Dissertação de mestrado de Misleide Falbe, da Faculdade de Ciências Farmacêuticas (FCF) da USP, apresenta novas abordagens para o tratamento de transtornos de ansiedade. A pesquisa revisou a bibliografia em busca de peptídeos, ou seja, proteínas, bioativos moduladores dos receptores GABA-A. A pesquisadora, que identificou a Alpha-Casozepina, ressalta que substâncias como a identificada promovem efeito ansiolítico sem os efeitos colaterais dos medicamentos convencionais, como dependência e tolerância.
O estudo focou em identificar peptídeos bioativos com potencial ansiolítico para oferecer uma alternativa aos tratamentos atuais, como os benzodiazepínicos. Esses são proteínas de interesse farmacológico por não só ampliar as opções terapêuticas, mas também proporcionar mais segurança aos pacientes por reduzir os riscos associados e melhorar a adesão ao tratamento em uma população cada vez mais preocupada com os efeitos colaterais dos medicamentos.
“Os peptídeos bioativos podem ser uma alternativa de baixa toxicidade. Seus produtos de degradação são aminoácidos, que não são tóxicos, o que gera uma aceitabilidade muito grande por parte da população”, defende Falbel.
Falbel destaca que, diferente de muitos medicamentos convencionais para ansiedade, “os peptídeos bioativos não geram resíduos tóxicos no organismo”. Essa característica é um dos principais atrativos dessa classe de compostos, que oferece aos pacientes uma alternativa terapêutica mais segura contra efeitos como tolerância e dependência e que pode reduzir o estigma associado ao uso prolongado de ansiolíticos.
Alternativas ao convencional
“Eles agem em receptores GABA A e, ao se ligarem a estes receptores, permitem a abertura de canais de cloro. O cloro, ao adentrar o canal iônico, negativiza a voltagem da membrana, o que gera uma hiperpolarização que significa efeito ansiolítico, ou seja, redução da excitabilidade central”, explica a mestre. Apesar do potencial deles, ainda não há produto disponível no mercado brasileiro. Para que isso aconteça, é necessário avançar em ensaios clínicos com humanos, uma vez que maioria dos testes feitos mantiveram-se em laboratório ou em animais.
“O problema se trata de uma base cultural”, explica Falbel. “A falta de consciência sobre a importância de desenvolver tratamentos menos tóxicos resulta em portas fechadas para pesquisas alternativas”. O desafio atual é expandir os ensaios in vitro para modelos clínicos em seres humanos. “Apenas assim poderemos avaliar seu potencial completo como alternativa segura aos ansiolíticos convencionais”, continua.
A equipe da USP da qual ela faz parte também investiga como alimentos probióticos com essas proteínas podem ser incorporados à dieta para auxiliar no controle da ansiedade. “O iogurte e outros produtos fermentados podem liberar esses peptídeos durante o processo de fermentação, atuando como coadjuvantes ao tratamento e melhorando o bem-estar sem substituições medicamentosas radicais”, explica.

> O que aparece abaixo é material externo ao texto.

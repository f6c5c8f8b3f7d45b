//! Builtin method dispatch for primitives and arrays.
//!
//! Methods are dispatched by name at the call site rather than through
//! prototype objects; user-defined properties on a concrete object always
//! win (checked by the caller).

use crate::runtime::object::JsObject;
use crate::runtime::value::format_number;
use crate::runtime::{ObjectRef, Value};
use crate::Error;

use super::Interpreter;

/// Calls a string method.
pub fn call_string_method(s: &str, method: &str, args: &[Value]) -> Result<Value, Error> {
    let arg_str = |i: usize| args.get(i).map(|v| v.to_js_string()).unwrap_or_default();
    let arg_num = |i: usize| args.get(i).map(|v| v.to_number());

    let value = match method {
        "charAt" => {
            let index = arg_num(0).unwrap_or(0.0) as usize;
            s.chars()
                .nth(index)
                .map(|c| Value::String(c.to_string()))
                .unwrap_or_else(|| Value::String(String::new()))
        }
        "charCodeAt" => {
            let index = arg_num(0).unwrap_or(0.0) as usize;
            s.chars()
                .nth(index)
                .map(|c| Value::Number(c as u32 as f64))
                .unwrap_or(Value::Number(f64::NAN))
        }
        "indexOf" => {
            let search = arg_str(0);
            match s.find(&search) {
                Some(pos) => Value::Number(s[..pos].chars().count() as f64),
                None => Value::Number(-1.0),
            }
        }
        "lastIndexOf" => {
            let search = arg_str(0);
            match s.rfind(&search) {
                Some(pos) => Value::Number(s[..pos].chars().count() as f64),
                None => Value::Number(-1.0),
            }
        }
        "includes" => Value::Boolean(s.contains(&arg_str(0))),
        "startsWith" => Value::Boolean(s.starts_with(&arg_str(0))),
        "endsWith" => Value::Boolean(s.ends_with(&arg_str(0))),
        "toUpperCase" => Value::String(s.to_uppercase()),
        "toLowerCase" => Value::String(s.to_lowercase()),
        "trim" => Value::String(s.trim().to_string()),
        "trimStart" => Value::String(s.trim_start().to_string()),
        "trimEnd" => Value::String(s.trim_end().to_string()),
        "concat" => {
            let mut result = s.to_string();
            for arg in args {
                result.push_str(&arg.to_js_string());
            }
            Value::String(result)
        }
        "repeat" => {
            let count = arg_num(0).unwrap_or(0.0);
            if count < 0.0 {
                return Err(Error::RangeError("Invalid count value".into()));
            }
            Value::String(s.repeat(count as usize))
        }
        "slice" => {
            let chars: Vec<char> = s.chars().collect();
            let (start, end) = slice_bounds(chars.len(), arg_num(0), arg_num(1));
            Value::String(chars[start..end].iter().collect())
        }
        "substring" => {
            let chars: Vec<char> = s.chars().collect();
            let len = chars.len() as f64;
            let a = arg_num(0).unwrap_or(0.0).clamp(0.0, len) as usize;
            let b = arg_num(1).unwrap_or(len).clamp(0.0, len) as usize;
            let (start, end) = if a > b { (b, a) } else { (a, b) };
            Value::String(chars[start..end].iter().collect())
        }
        "split" => {
            let separator = args.first();
            let parts: Vec<Value> = match separator {
                None | Some(Value::Undefined) => vec![Value::String(s.to_string())],
                Some(sep) => {
                    let sep = sep.to_js_string();
                    if sep.is_empty() {
                        s.chars().map(|c| Value::String(c.to_string())).collect()
                    } else {
                        s.split(&sep)
                            .map(|part| Value::String(part.to_string()))
                            .collect()
                    }
                }
            };
            Value::Object(JsObject::array(parts))
        }
        "replace" => {
            let search = arg_str(0);
            let replacement = arg_str(1);
            Value::String(s.replacen(&search, &replacement, 1))
        }
        "replaceAll" => {
            let search = arg_str(0);
            let replacement = arg_str(1);
            Value::String(s.replace(&search, &replacement))
        }
        "padStart" => {
            let target = arg_num(0).unwrap_or(0.0) as usize;
            let pad = args
                .get(1)
                .map(|v| v.to_js_string())
                .unwrap_or_else(|| " ".to_string());
            let mut result = String::new();
            let current = s.chars().count();
            if !pad.is_empty() {
                while result.chars().count() + current < target {
                    result.push_str(&pad);
                }
                let needed = target.saturating_sub(current);
                result = result.chars().take(needed).collect();
            }
            result.push_str(s);
            Value::String(result)
        }
        "toString" | "valueOf" => Value::String(s.to_string()),
        _ => {
            return Err(Error::TypeError(format!(
                "string.{} is not a function",
                method
            )))
        }
    };
    Ok(value)
}

/// Calls a number method.
pub fn call_number_method(n: f64, method: &str, args: &[Value]) -> Result<Value, Error> {
    let value = match method {
        "toString" => {
            let radix = args.first().map(|v| v.to_number() as u32).unwrap_or(10);
            if radix == 10 {
                Value::String(format_number(n))
            } else if (2..=36).contains(&radix) {
                Value::String(format_radix(n as i64, radix))
            } else {
                return Err(Error::RangeError(
                    "toString() radix must be between 2 and 36".into(),
                ));
            }
        }
        "toFixed" => {
            let digits = args.first().map(|v| v.to_number() as usize).unwrap_or(0);
            Value::String(format!("{:.prec$}", n, prec = digits))
        }
        "valueOf" => Value::Number(n),
        _ => {
            return Err(Error::TypeError(format!(
                "number.{} is not a function",
                method
            )))
        }
    };
    Ok(value)
}

/// Calls an array method.
pub fn call_array_method(
    interp: &mut Interpreter,
    array: &ObjectRef,
    method: &str,
    args: &[Value],
) -> Result<Value, Error> {
    let value = match method {
        "push" => {
            let mut borrowed = array.borrow_mut();
            for arg in args {
                borrowed.elements.push(arg.clone());
            }
            Value::Number(borrowed.elements.len() as f64)
        }
        "pop" => {
            let mut borrowed = array.borrow_mut();
            borrowed.elements.pop().unwrap_or(Value::Undefined)
        }
        "shift" => {
            let mut borrowed = array.borrow_mut();
            if borrowed.elements.is_empty() {
                Value::Undefined
            } else {
                borrowed.elements.remove(0)
            }
        }
        "unshift" => {
            let mut borrowed = array.borrow_mut();
            for (i, arg) in args.iter().enumerate() {
                borrowed.elements.insert(i, arg.clone());
            }
            Value::Number(borrowed.elements.len() as f64)
        }
        "indexOf" => {
            let target = args.first().cloned().unwrap_or(Value::Undefined);
            let elements = array.borrow().elements.clone();
            elements
                .iter()
                .position(|v| v.strict_equals(&target))
                .map(|i| Value::Number(i as f64))
                .unwrap_or(Value::Number(-1.0))
        }
        "includes" => {
            let target = args.first().cloned().unwrap_or(Value::Undefined);
            let elements = array.borrow().elements.clone();
            Value::Boolean(elements.iter().any(|v| v.strict_equals(&target)))
        }
        "join" => {
            let separator = args
                .first()
                .map(|v| v.to_js_string())
                .unwrap_or_else(|| ",".to_string());
            let elements = array.borrow().elements.clone();
            let parts: Vec<String> = elements
                .iter()
                .map(|v| match v {
                    Value::Undefined | Value::Null => String::new(),
                    other => other.to_js_string(),
                })
                .collect();
            Value::String(parts.join(&separator))
        }
        "slice" => {
            let elements = array.borrow().elements.clone();
            let (start, end) = slice_bounds(
                elements.len(),
                args.first().map(|v| v.to_number()),
                args.get(1).map(|v| v.to_number()),
            );
            Value::Object(JsObject::array(elements[start..end].to_vec()))
        }
        "concat" => {
            let mut elements = array.borrow().elements.clone();
            for arg in args {
                match arg {
                    Value::Object(other) if other.borrow().is_array() => {
                        elements.extend(other.borrow().elements.clone());
                    }
                    other => elements.push(other.clone()),
                }
            }
            Value::Object(JsObject::array(elements))
        }
        "reverse" => {
            array.borrow_mut().elements.reverse();
            Value::Object(array.clone())
        }
        "map" => {
            let callback = callback_arg(args)?;
            let elements = array.borrow().elements.clone();
            let mut mapped = Vec::with_capacity(elements.len());
            for (i, element) in elements.into_iter().enumerate() {
                mapped.push(interp.call_function(
                    &callback,
                    Value::Undefined,
                    &[element, Value::Number(i as f64)],
                )?);
            }
            Value::Object(JsObject::array(mapped))
        }
        "filter" => {
            let callback = callback_arg(args)?;
            let elements = array.borrow().elements.clone();
            let mut kept = Vec::new();
            for (i, element) in elements.into_iter().enumerate() {
                let keep = interp.call_function(
                    &callback,
                    Value::Undefined,
                    &[element.clone(), Value::Number(i as f64)],
                )?;
                if keep.to_boolean() {
                    kept.push(element);
                }
            }
            Value::Object(JsObject::array(kept))
        }
        "forEach" => {
            let callback = callback_arg(args)?;
            let elements = array.borrow().elements.clone();
            for (i, element) in elements.into_iter().enumerate() {
                interp.call_function(
                    &callback,
                    Value::Undefined,
                    &[element, Value::Number(i as f64)],
                )?;
            }
            Value::Undefined
        }
        "find" => {
            let callback = callback_arg(args)?;
            let elements = array.borrow().elements.clone();
            let mut found = Value::Undefined;
            for (i, element) in elements.into_iter().enumerate() {
                let matched = interp.call_function(
                    &callback,
                    Value::Undefined,
                    &[element.clone(), Value::Number(i as f64)],
                )?;
                if matched.to_boolean() {
                    found = element;
                    break;
                }
            }
            found
        }
        "some" => {
            let callback = callback_arg(args)?;
            let elements = array.borrow().elements.clone();
            let mut result = false;
            for (i, element) in elements.into_iter().enumerate() {
                if interp
                    .call_function(&callback, Value::Undefined, &[element, Value::Number(i as f64)])?
                    .to_boolean()
                {
                    result = true;
                    break;
                }
            }
            Value::Boolean(result)
        }
        "every" => {
            let callback = callback_arg(args)?;
            let elements = array.borrow().elements.clone();
            let mut result = true;
            for (i, element) in elements.into_iter().enumerate() {
                if !interp
                    .call_function(&callback, Value::Undefined, &[element, Value::Number(i as f64)])?
                    .to_boolean()
                {
                    result = false;
                    break;
                }
            }
            Value::Boolean(result)
        }
        "reduce" => {
            let callback = callback_arg(args)?;
            let elements = array.borrow().elements.clone();
            let mut iter = elements.into_iter().enumerate();
            let mut acc = match args.get(1) {
                Some(initial) => initial.clone(),
                None => match iter.next() {
                    Some((_, first)) => first,
                    None => {
                        return Err(Error::TypeError(
                            "Reduce of empty array with no initial value".into(),
                        ))
                    }
                },
            };
            for (i, element) in iter {
                acc = interp.call_function(
                    &callback,
                    Value::Undefined,
                    &[acc, element, Value::Number(i as f64)],
                )?;
            }
            acc
        }
        "toString" => {
            let elements = array.borrow().elements.clone();
            let parts: Vec<String> = elements
                .iter()
                .map(|v| match v {
                    Value::Undefined | Value::Null => String::new(),
                    other => other.to_js_string(),
                })
                .collect();
            Value::String(parts.join(","))
        }
        _ => {
            return Err(Error::TypeError(format!(
                "array.{} is not a function",
                method
            )))
        }
    };
    Ok(value)
}

fn callback_arg(args: &[Value]) -> Result<crate::runtime::FunctionRef, Error> {
    match args.first() {
        Some(Value::Function(func)) => Ok(func.clone()),
        other => Err(Error::TypeError(format!(
            "{} is not a function",
            other.map(|v| v.to_js_string()).unwrap_or_default()
        ))),
    }
}

/// Formats an integer in a given radix.
fn format_radix(mut n: i64, radix: u32) -> String {
    if n == 0 {
        return "0".to_string();
    }
    let negative = n < 0;
    if negative {
        n = -n;
    }
    const DIGITS: &[u8] = b"0123456789abcdefghijklmnopqrstuvwxyz";
    let mut result = Vec::new();
    while n > 0 {
        result.push(DIGITS[(n % radix as i64) as usize]);
        n /= radix as i64;
    }
    if negative {
        result.push(b'-');
    }
    result.reverse();
    String::from_utf8(result).unwrap_or_default()
}

/// Resolves JavaScript slice bounds (negative indices count from the end).
fn slice_bounds(len: usize, start: Option<f64>, end: Option<f64>) -> (usize, usize) {
    let len = len as f64;
    let resolve = |index: f64| -> usize {
        if index < 0.0 {
            (len + index).max(0.0) as usize
        } else {
            index.min(len) as usize
        }
    };
    let start = resolve(start.unwrap_or(0.0));
    let end = resolve(end.unwrap_or(len));
    (start, end.max(start))
}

Experiência pessoal como motivação
Durante a pandemia, a pesquisadora foi diagnosticada com transtorno de ansiedade, o que a motivou a mudar o foco de seu trabalho acadêmico. Originalmente, sua pesquisa no mestrado investigava iogurtes probióticos e suas propriedades benéficas. Com o diagnóstico, a pesquisadora decidiu direcionar sua pesquisa para entender melhor o que ocorre no cérebro de pessoas com ansiedade e explorar como essas moléculas de interesse poderiam aliviar esses sintomas.
Ela destaca o impacto que a nova classe de ansiolíticos baseada poderia ter na saúde mental pública. Com tratamentos menos agressivos e focados em compostos naturais, ela acredita que o estigma em torno dos medicamentos para saúde mental possa ser reduzido. “A demonização dos medicamentos tradicionais gera medo na população e um tratamento mais natural pode ajudar a reverter essa resistência”, afirma.
Com o avanço dos estudos em neurociência e bioquímica, a busca por tratamentos ansiolíticos mais seguros se torna cada vez mais urgente. A nutricionista destaca que a preocupação com os efeitos colaterais dos medicamentos convencionais precisam impulsionar novas abordagens terapêuticas. Segundo a pesquisadora, cerca de uma em cada três pessoas nos países em desenvolvimento, como o Brasil, apresenta algum transtorno de ansiedade e muitos recorrem a benzodiazepínicos; medicamentos eficazes, mas acompanhados por efeitos colaterais que podem levar à descontinuidade do tratamento.